Hiro remembers
Hiro はヤマメを思い出すとき、たいてい水が先に浮かびます。冷たいけれど暗すぎない、山の朝の水。 その中を、細くきれいに通っていく魚。イワナが影の魚なら、ヤマメは光の筋の魚です。
だからヤマメには、どこか“うつくしい”が先に来ます。派手な意味ではなく、整っているという意味で。 山の fish にもいろいろあるけれど、ヤマメはその中でも少し品よく、少しやさしく、 人の目にすっと入ってくるタイプです。

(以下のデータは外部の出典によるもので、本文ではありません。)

//! Classification records: expense categories and income sources.
//!
//! Both are plain named lookups. They are referenced by transactions and can
//! only be deleted once no expense/income points at them.

use crate::model::RecordId;
use serde::{Deserialize, Serialize};

/// Spending classification such as "Groceries" or "Tuition".
#[derive(Debug, Clone, Default, PartialEq, Eq, Serialize, Deserialize)]
pub struct ExpenseCategory {
    pub id: Option<RecordId>,
    pub name: Option<String>,
}

impl ExpenseCategory {
    pub fn builder() -> ExpenseCategoryBuilder {
        ExpenseCategoryBuilder::default()
    }
}

#[derive(Debug, Clone, Default)]
pub struct ExpenseCategoryBuilder {
    inner: ExpenseCategory,
}

impl ExpenseCategoryBuilder {
    pub fn id(mut self, id: RecordId) -> Self {
        self.inner.id = Some(id);
        self
    }

    pub fn name(mut self, name: impl Into<String>) -> Self {
        self.inner.name = Some(name.into());
        self
    }

    pub fn build(self) -> ExpenseCategory {
        self.inner
    }
}

/// Origin of incoming money such as "Salary" or "Bonus".
#[derive(Debug, Clone, Default, PartialEq, Eq, Serialize, Deserialize)]
pub struct IncomeSource {
    pub id: Option<RecordId>,
    pub name: Option<String>,
}

impl IncomeSource {
    pub fn builder() -> IncomeSourceBuilder {
        IncomeSourceBuilder::default()
    }
}

#[derive(Debug, Clone, Default)]
pub struct IncomeSourceBuilder {
    inner: IncomeSource,
}

impl IncomeSourceBuilder {
    pub fn id(mut self, id: RecordId) -> Self {
        self.inner.id = Some(id);
        self
    }

    pub fn name(mut self, name: impl Into<String>) -> Self {
        self.inner.name = Some(name.into());
        self
    }

    pub fn build(self) -> IncomeSource {
        self.inner
    }
}
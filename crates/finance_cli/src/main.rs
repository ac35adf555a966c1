//! CLI smoke entry point.
//!
//! # Responsibility
//! - Verify `finance_core` linkage, configuration and schema bootstrap.
//! - Print deterministic `key=value` lines for quick local sanity checks.

use finance_core::db::migrations::current_user_version;
use finance_core::db::open_db;
use finance_core::{
    init_logging, CrudRepository, Entity, FinanceConfig, SqliteAccountRepository,
    SqliteExpenseCategoryRepository, SqliteExpenseRepository, SqliteIncomeRepository,
    SqliteIncomeSourceRepository, SqliteRepository,
};
use log::info;
use rusqlite::Connection;
use std::error::Error;
use std::process::ExitCode;

fn main() -> ExitCode {
    match run() {
        Ok(()) => ExitCode::SUCCESS,
        Err(err) => {
            eprintln!("finance_cli error={err}");
            ExitCode::FAILURE
        }
    }
}

fn run() -> Result<(), Box<dyn Error>> {
    println!("finance_core ping={}", finance_core::ping());
    println!("finance_core version={}", finance_core::core_version());

    let config = FinanceConfig::from_env()?;
    init_logging(config.log_level, &config.log_dir)?;

    let conn = open_db(&config.db_path)?;
    println!("db_path={}", config.db_path.display());
    println!("schema_version={}", current_user_version(&conn)?);

    print_count(SqliteAccountRepository::try_new(&conn)?)?;
    print_count(SqliteExpenseCategoryRepository::try_new(&conn)?)?;
    print_count(SqliteIncomeSourceRepository::try_new(&conn)?)?;
    print_count(SqliteExpenseRepository::try_new(&conn)?)?;
    print_count(SqliteIncomeRepository::try_new(&conn)?)?;

    info!("event=cli_probe module=cli status=ok");
    close(conn)
}

fn print_count<E: Entity>(repo: SqliteRepository<'_, E>) -> Result<(), Box<dyn Error>> {
    println!("rows.{}={}", E::TABLE, repo.count()?);
    Ok(())
}

fn close(conn: Connection) -> Result<(), Box<dyn Error>> {
    conn.close().map_err(|(_, err)| err)?;
    Ok(())
}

ヤマメは、山の魚の中でも少し明るい側にいます。イワナほど影ではなく、アユほど夏そのものでもない。 けれど、清流の光を細くまとったような美しさがあり、その軽やかさが忘れがたい。
朝の瀬に
光を細く
まとう魚
Morning current light—
one fish wearing the brightness
of a narrow stream.
Hiro はヤマメを思い出すとき、たいてい水が先に浮かびます。冷たいけれど暗すぎない、山の朝の水。 その中を、細くきれいに通っていく魚。イワナが影の魚なら、ヤマメは光の筋の魚です。

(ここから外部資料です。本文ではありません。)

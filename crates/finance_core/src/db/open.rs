//! Connection bootstrap utilities for SQLite.
//!
//! # Invariants
//! - Returned connections have `foreign_keys=ON`.
//! - Returned connections have migrations fully applied.

use super::migrations::apply_migrations;
use super::{DbError, DbResult};
use log::{error, info};
use rusqlite::Connection;
use std::path::Path;
use std::time::{Duration, Instant};

const BUSY_TIMEOUT: Duration = Duration::from_secs(5);

/// Opens (or creates) a finance database file and applies pending migrations.
///
/// # Side effects
/// - Creates missing parent directories of `path`.
/// - Emits `db_open` logging events with duration and status.
pub fn open_db(path: impl AsRef<Path>) -> DbResult<Connection> {
    let path = path.as_ref();
    ensure_parent_dir(path)?;
    open_with("file", || Connection::open(path))
}

/// Opens a private in-memory database with the full schema applied.
///
/// Every call returns an independent, empty store; tests rely on that.
pub fn open_db_in_memory() -> DbResult<Connection> {
    open_with("memory", Connection::open_in_memory)
}

fn open_with(
    mode: &'static str,
    connect: impl FnOnce() -> rusqlite::Result<Connection>,
) -> DbResult<Connection> {
    let started_at = Instant::now();
    info!("event=db_open module=db status=start mode={mode}");

    let mut conn = match connect() {
        Ok(conn) => conn,
        Err(err) => {
            error!(
                "event=db_open module=db status=error mode={} duration_ms={} error_code=db_open_failed error={}",
                mode,
                started_at.elapsed().as_millis(),
                err
            );
            return Err(err.into());
        }
    };

    if let Err(err) = bootstrap_connection(&mut conn) {
        error!(
            "event=db_open module=db status=error mode={} duration_ms={} error_code=db_bootstrap_failed error={}",
            mode,
            started_at.elapsed().as_millis(),
            err
        );
        return Err(err);
    }

    info!(
        "event=db_open module=db status=ok mode={} duration_ms={}",
        mode,
        started_at.elapsed().as_millis()
    );
    Ok(conn)
}

fn ensure_parent_dir(path: &Path) -> DbResult<()> {
    match path.parent() {
        Some(parent) if !parent.as_os_str().is_empty() => {
            std::fs::create_dir_all(parent).map_err(|source| DbError::CreateDir {
                path: parent.to_path_buf(),
                source,
            })
        }
        _ => Ok(()),
    }
}

fn bootstrap_connection(conn: &mut Connection) -> DbResult<()> {
    conn.execute_batch("PRAGMA foreign_keys = ON;")?;
    conn.busy_timeout(BUSY_TIMEOUT)?;
    apply_migrations(conn)?;
    Ok(())
}
//! Expense record.
//!
//! # Invariants
//! - `amount`, `expense_category` and `account` are required by the store.
//! - `date` is owned by the repository: it is overwritten with the current
//!   local date on every insert and update.

use crate::model::account::Account;
use crate::model::classification::ExpenseCategory;
use crate::model::RecordId;
use chrono::NaiveDate;
use serde::{Deserialize, Serialize};

/// Money leaving an account, classified by an [`ExpenseCategory`].
#[derive(Debug, Clone, Default, PartialEq, Serialize, Deserialize)]
pub struct Expense {
    pub id: Option<RecordId>,
    pub amount: Option<f64>,
    pub description: Option<String>,
    /// Last-write date.
    pub date: Option<NaiveDate>,
    /// Many-to-one; loaded together with the expense.
    pub expense_category: Option<ExpenseCategory>,
    /// Many-to-one; loaded together with the expense.
    pub account: Option<Account>,
}

impl Expense {
    pub fn builder() -> ExpenseBuilder {
        ExpenseBuilder::default()
    }
}

/// Chainable constructor for [`Expense`].
#[derive(Debug, Clone, Default)]
pub struct ExpenseBuilder {
    inner: Expense,
}

impl ExpenseBuilder {
    pub fn id(mut self, id: RecordId) -> Self {
        self.inner.id = Some(id);
        self
    }

    pub fn amount(mut self, amount: f64) -> Self {
        self.inner.amount = Some(amount);
        self
    }

    pub fn description(mut self, description: impl Into<String>) -> Self {
        self.inner.description = Some(description.into());
        self
    }

    pub fn date(mut self, date: NaiveDate) -> Self {
        self.inner.date = Some(date);
        self
    }

    pub fn expense_category(mut self, category: ExpenseCategory) -> Self {
        self.inner.expense_category = Some(category);
        self
    }

    pub fn account(mut self, account: Account) -> Self {
        self.inner.account = Some(account);
        self
    }

    pub fn build(self) -> Expense {
        self.inner
    }
}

だからヤマメには、どこか“うつくしい”が先に来ます。派手な意味ではなく、整っているという意味で。 山の fish にもいろいろあるけれど、ヤマメはその中でも少し品よく、少しやさしく、 人の目にすっと入ってくるタイプです。
「ヤマメって、“山のきれいな方”ですか?」
その言い方に、カウンターがちょっと笑います。乱暴だけれど、方向は合っています。
「きれい、で終わると浅い。だが、きれい、から入るのは正しい。」
親方らしい答えです。ヤマメは、見た目の明るさと品のよさから入って、 そこから water, habitat, and nuance の話に進む fish です。
「ヤマメが好きな人って、“きれいな水”って言葉が好きなのよ。」
ヤマメは、イワナとの比較の中でよく理解される fish です。双方とも mountain stream fish ですが、 cultural reading としては brightness, delicacy, and visual grace の比重がヤマメの方に強く置かれがちです。
ヤマメは、淡水 fish の中でも“美しさ”から入れる魚です。 山、清流、明るさ、細さ。日本人が淡水魚に求める透明感のかなり中心にいる fish と言っていいでしょう。 イワナとの対比で書くほど、ヤマメの性格がはっきり見えてきます。